Aquilo é mais para os familiares se acostumarem com o processo da morte. Assim eles aumentam a analgesia, aumentam as drogas, aprofundam o coma e a pessoa morre. Os budistas, de forma geral, em princípio, prefeririam não morrer assim. Eles prefeririam, eu já não sei se é uma unanimidade, mas eles prefeririam passar pelo que tiver que passar, porque se eles são praticantes do aspecto das aparências, essa é uma oportunidade super rara que acontece uma única vez em uma vida inteira. A pessoa ter esse enfrentamento. A pessoa vai dissolver literalmente tudo que era ilusório, vai se desfazer e a pessoa não tem apoio em mais nada. Então, isso é considerado uma coisa favorável. Os mestres contam várias histórias. Chagdud Rinpoche contou muitas histórias a respeito de mortes assim, mesmo mortes de grandes praticantes que, enfim, não se comportavam como grandes praticantes nessa hora. Aquilo dava uma decepção.

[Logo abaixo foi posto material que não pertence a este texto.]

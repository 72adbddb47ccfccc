//! Tangent smoothing from neighbouring keyframes.

use crate::constants::TIME_EPSILON;
use crate::error::CurveError;
use crate::interp::{lerp_f32, secant_slope};
use crate::store::KeyframeStore;
use crate::Result;

/// Set both tangents of the interior keyframe at `index` to
/// `lerp(left_slope, right_slope, weight)`.
///
/// Fails with `IndexOutOfRange` for endpoints, out-of-range indices and stores
/// with fewer than three keys, and with `InvalidState` when a neighbour is
/// closer than `TIME_EPSILON`. The store is untouched on failure.
pub fn smooth_tangents(store: &mut KeyframeStore, index: usize, weight: f32) -> Result<()> {
    let len = store.len();
    if len < 3 || index == 0 || index >= len - 1 {
        return Err(CurveError::IndexOutOfRange { index, len });
    }

    let keys = store.keys();
    let (prev, curr, next) = (keys[index - 1], keys[index], keys[index + 1]);
    let slopes = (
        secant_slope(
            prev.time(),
            prev.value(),
            curr.time(),
            curr.value(),
            TIME_EPSILON,
        ),
        secant_slope(
            curr.time(),
            curr.value(),
            next.time(),
            next.value(),
            TIME_EPSILON,
        ),
    );
    let (Some(left), Some(right)) = slopes else {
        return Err(CurveError::invalid_state(
            "time values too close to calculate tangents",
        ));
    };

    let tangent = lerp_f32(left, right, weight);
    let smoothed = curr.with_tangents(tangent, tangent)?;
    store.replace(index, smoothed)
}

/// Smooth every interior keyframe in order with `weight`; endpoints keep their
/// tangents. Fewer than three keys is a no-op.
///
/// Each step sees the tangents already written by earlier steps, but slopes
/// only depend on times and values, so the order does not change the result.
pub fn smooth_all_tangents(store: &mut KeyframeStore, weight: f32) -> Result<()> {
    if store.len() < 3 {
        return Ok(());
    }
    let mut scratch = store.clone();
    for index in 1..scratch.len() - 1 {
        smooth_tangents(&mut scratch, index, weight)?;
    }
    *store = scratch;
    Ok(())
}
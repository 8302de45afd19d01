pub trait Curve {
    fn value(&self, x: f64) -> f64;

    fn derivative(&self, x: f64) -> f64;

    /// Evaluates the curve on `n` evenly spaced points covering `[lo, hi]`,
    /// both endpoints included. `n` must be at least 2.
    fn sample(&self, lo: f64, hi: f64, n: usize) -> Vec<(f64, f64)> {
        assert!(n >= 2, "a sample grid needs at least both endpoints");
        let step = (hi - lo) / ((n - 1) as f64);
        (0..n)
            .map(|i| {
                let x = lo + step * (i as f64);
                (x, self.value(x))
            })
            .collect()
    }
}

Tem uma história de uma mulher, que era uma grande praticante. Ela passou muito mal, ela gritou, passou mal. Aí, num certo momento, ela recuperou. Clarificou a mente. Ela retornou e viveu mais um tempo. Então, ela explicou: eu passei por isso e purifiquei essas estruturas todas de carma nesse processo. Ela purificou aquilo, retornou e viveu mais um tempo. Não sei se mais seis meses, um ano, uma coisa assim. Então, isso é trazido como um exemplo de que mesmo que a pessoa passe mal, isso pode ser algo favorável, porque a visão comum sobre o passar mal é uma visão associada à estrutura cármica nossa. Nós olhamos sempre num aspecto grosseiro, mas o aspecto profundo às vezes a gente não consegue reconhecer que aquilo pode ser trabalhado desde uma dimensão profunda. Essa praticante tinha isso. Ela tinha uma estrutura de carma que não tinha aflorado e aquilo aflorou. E quando aflorou ela passou mal, mas ela tinha recurso. Então, ela lidou com aquilo e ultrapassou.
O melhor exemplo que eu ouvi desses foi Chagdud Riponche que contou. Então, ainda assim, eu acho que, por exemplo, se a pessoa está com muito sofrimento e ela não está aproveitando o sofrimento, não tem estrutura para aproveitar o sofrimento, eu não acho muito bom que o sofrimento continue. Certas coisas nunca são 100% certas. Tudo que a gente faz tem consequências boas e consequências ruins. Mas eu considero que aliviar o sofrimento de quem não está aproveitando o sofrimento é uma boa coisa.
Eu não acho, por exemplo, que alguém que está em sofrimento necessariamente se torna uma pessoa melhor por causa do sofrimento. Eu tenho a tendência a acreditar que é o contrário. As pessoas em sofrimento vão ficando amargas, vão ficando duras, vão ficando difíceis. Eu tenho a tendência a proteger e evitar que aquilo passe de um ponto. Mas eu entendo que as pessoas possam criticar essa posição também. Ainda assim, eu prefiro desse modo.
Se a pessoa ou os familiares acharem que é útil tomar analgesia, tudo bem, mas, em princípio, para os praticantes é melhor que a pessoa não apague a sua vida antes que ela passe pelas várias coisas em um certo nível.
Ensinamento oferecido por Lama Padma Samten no CEBB Caminho do Meio, durante sessão de perguntas e respostas, no dia 22 de novembro de 2017.